Free agent signing Scott Hairston was excited to join the Cubs this past off season, citing memories of coming to Wrigley and watching Sammy Sosa play. Hairston even took Sosa’s number 21 as his own for this season, but the platoon outfielder’s tenure with the North Siders was not as impactful as all parties involved had hoped. The left handed pitching killer failed to get his batting average over .200 at any point in the season in limited action. The lack of lefty pitching faced and the consistent play of Nate Schierholtz combined to limit Hairston’s playing time, in turn affecting the outfielder’s ability to produce regularly. Considering the limited action, however, Hairston has been able to total eight homers so far in 2013. Two of those came over the weekend against the league best Pirates, improving his batting average to .172.

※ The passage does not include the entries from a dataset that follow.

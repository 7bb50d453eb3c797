#![deny(
    clippy::all,
    clippy::nursery,
    clippy::pedantic,
    clippy::style,
    clippy::complexity,
    clippy::perf,
    clippy::correctness,
    clippy::suspicious,
    clippy::unwrap_used,
    clippy::expect_used
)]
#![allow(
    clippy::similar_names,
    clippy::missing_safety_doc,
    clippy::missing_panics_doc,
    clippy::missing_errors_doc
)]

use clap::{Parser, Subcommand};
use tracing_subscriber::{EnvFilter, FmtSubscriber};

mod command;
mod render;

use command::{
    ChatInput, ChatStrategy, CommandStrategy, InfoStrategy, InitStrategy, LoginStrategy,
    LogoutStrategy, SuggestStrategy, VersionStrategy,
};

#[derive(Parser)]
#[command(name = "chatdock")]
#[command(about = "Portal assistant chat in the terminal", long_about = None)]
struct Cli {
    #[command(subcommand)]
    command: Commands,
}

#[derive(Subcommand)]
enum Commands {
    /// Open an assistant session
    Chat {
        /// Single message to send (non-interactive mode)
        #[arg(short = 'm', long)]
        message: Option<String>,

        /// Portal page path used to pick the page context, e.g. /MyTickets.html
        #[arg(short = 'p', long)]
        page: Option<String>,
    },
    /// Print the quick-start suggestions for a page
    Suggest {
        #[arg(short = 'p', long)]
        page: Option<String>,
    },
    /// Store the portal bearer token
    Login {
        #[arg(short = 't', long)]
        token: String,
    },
    /// Remove the stored token
    Logout,
    /// Initialize configuration
    Init,
    /// Show configuration
    Info,
    /// Show version
    Version,
}

#[tokio::main]
async fn main() -> anyhow::Result<()> {
    let filter = EnvFilter::try_from_default_env().unwrap_or_else(|_| EnvFilter::new("warn"));
    let subscriber = FmtSubscriber::builder()
        .with_env_filter(filter)
        .with_writer(std::io::stderr)
        .finish();

    tracing::subscriber::set_global_default(subscriber)?;

    let cli = Cli::parse();

    match cli.command {
        Commands::Chat { message, page } => {
            ChatStrategy.execute(ChatInput { message, page }).await?;
        }
        Commands::Suggest { page } => SuggestStrategy.execute(page).await?,
        Commands::Login { token } => LoginStrategy.execute(token).await?,
        Commands::Logout => LogoutStrategy.execute(()).await?,
        Commands::Init => InitStrategy.execute(()).await?,
        Commands::Info => InfoStrategy.execute(()).await?,
        Commands::Version => VersionStrategy.execute(()).await?,
    }

    Ok(())
}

Considering his subpar numbers, it came as a bit of a surprise when news broke that Hairston had been traded to the Nationals. But even more eye brow raising was the fact that the Cubs were able to get back a touted pitching prospect in return.

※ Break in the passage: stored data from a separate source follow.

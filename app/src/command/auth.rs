use chatdock_config::TokenFile;

/// Strategy for storing the portal bearer token.
#[derive(Debug, Clone, Copy)]
pub struct LoginStrategy;

impl super::CommandStrategy for LoginStrategy {
    type Input = String;

    async fn execute(&self, token: Self::Input) -> anyhow::Result<()> {
        let store = TokenFile::default_location()?;
        store.save(&token)?;
        println!("✅ Token saved to {}", store.path().display());
        Ok(())
    }
}

/// Strategy for removing the stored token.
#[derive(Debug, Clone, Copy)]
pub struct LogoutStrategy;

impl super::CommandStrategy for LogoutStrategy {
    type Input = ();

    async fn execute(&self, _input: Self::Input) -> anyhow::Result<()> {
        let store = TokenFile::default_location()?;
        store.clear()?;
        println!("Signed out");
        Ok(())
    }
}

Why were the Nationals that interested in a struggling platoon outfielder? The very reason the Cubs had signed Hairston this prior offseason: his career ability to hit left handed pitching. While Hairston’s average against south paws was slighter higher than his running total average of .172 at .179, all eight of his long balls came against lefties. Furthermore, 18 of his 19 RBI came against left handers. In his career the outfielder has a .268 average against LHP with a .318 OBP, approximately 40 points higher in both statistics when compared to his numbers against RHP. Nationals GM Mike Rizzo is familiar with Hairston back when their paths crossed with the Diamondbacks, the team that drafted the right fielder. Washington plays in the left handed starting pitching heavy NL East, where teams like the Braves and Phillies are sending names like Cliff Lee, Cole Hamels, and Paul Maholm to the mound.

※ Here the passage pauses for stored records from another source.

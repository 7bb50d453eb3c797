#![deny(
    clippy::all,
    clippy::nursery,
    clippy::pedantic,
    clippy::style,
    clippy::complexity,
    clippy::perf,
    clippy::correctness,
    clippy::suspicious,
    clippy::unwrap_used,
    clippy::expect_used
)]
#![allow(
    clippy::similar_names,
    clippy::missing_safety_doc,
    clippy::missing_panics_doc,
    clippy::missing_errors_doc
)]

use async_trait::async_trait;
use serde::{Deserialize, Serialize};
use std::sync::Arc;

pub mod credentials;
pub mod error;
pub mod page;
pub mod util;

pub use credentials::{CredentialStore, MemoryCredentials};
pub use error::AssistantError;
pub use page::PageContext;

#[derive(Debug, Clone, Copy, Serialize, Deserialize, PartialEq, Eq)]
#[serde(rename_all = "lowercase")]
pub enum Role {
    User,
    Assistant,
    /// Display-only notices. Never sent to the assistant.
    System,
}

impl Role {
    /// Whether messages with this role belong to the wire-format history.
    #[must_use]
    pub const fn is_conversational(self) -> bool {
        matches!(self, Self::User | Self::Assistant)
    }
}

#[derive(Debug, Clone, Serialize, Deserialize, PartialEq, Eq)]
pub struct ChatMessage {
    pub role: Role,
    pub content: String,
}

impl ChatMessage {
    pub fn new(role: Role, content: impl Into<String>) -> Self {
        Self {
            role,
            content: content.into(),
        }
    }

    pub fn user(content: impl Into<String>) -> Self {
        Self::new(Role::User, content)
    }

    pub fn assistant(content: impl Into<String>) -> Self {
        Self::new(Role::Assistant, content)
    }

    pub fn system(content: impl Into<String>) -> Self {
        Self::new(Role::System, content)
    }
}

/// Remote assistant endpoint consumed by the session controller.
///
/// Implementations perform the network calls only. Credential presence is
/// checked by the caller, so `token` is always a real bearer token here.
#[async_trait]
pub trait AssistantClient: Send + Sync {
    /// Send the conversation so far and return the assistant's reply.
    async fn exchange(
        &self,
        history: &[ChatMessage],
        page: PageContext,
        token: &str,
    ) -> Result<String, AssistantError>;

    /// Fetch quick-start prompts for the given page, in display order.
    async fn fetch_suggestions(
        &self,
        page: PageContext,
        token: &str,
    ) -> Result<Vec<String>, AssistantError>;
}

#[async_trait]
impl<T: AssistantClient + ?Sized> AssistantClient for Arc<T> {
    async fn exchange(
        &self,
        history: &[ChatMessage],
        page: PageContext,
        token: &str,
    ) -> Result<String, AssistantError> {
        (**self).exchange(history, page, token).await
    }

    async fn fetch_suggestions(
        &self,
        page: PageContext,
        token: &str,
    ) -> Result<Vec<String>, AssistantError> {
        (**self).fetch_suggestions(page, token).await
    }
}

In Ivan Pineyro, the Cubs get a Class A pitching prospect that was rated as the 27th prospect in the Nationals’ system. The 21 year old has an arsenal that features a low to mid 90’s fastball, an above average change up, and a curveball as his weakest pitch. The statistics that should excite Cubs fans are that Pineyro boasts an 8.3 strikeouts per nine innings ratio versus a 2.5 walks per nine figure. High strike out numbers are nothing new to North Side fans, but the low walk totals is an area that the Wrigley faithful will find refreshing if Pineyro can translate that success through the minors and up to the Major Leagues.
The deal also includes both teams tossing in a player to be named later, but initial comments from the Cubs camp imply that those two throw ins will not be of much consequence in terms of determining long term whether or not this trade will go down as a win for the Cubs.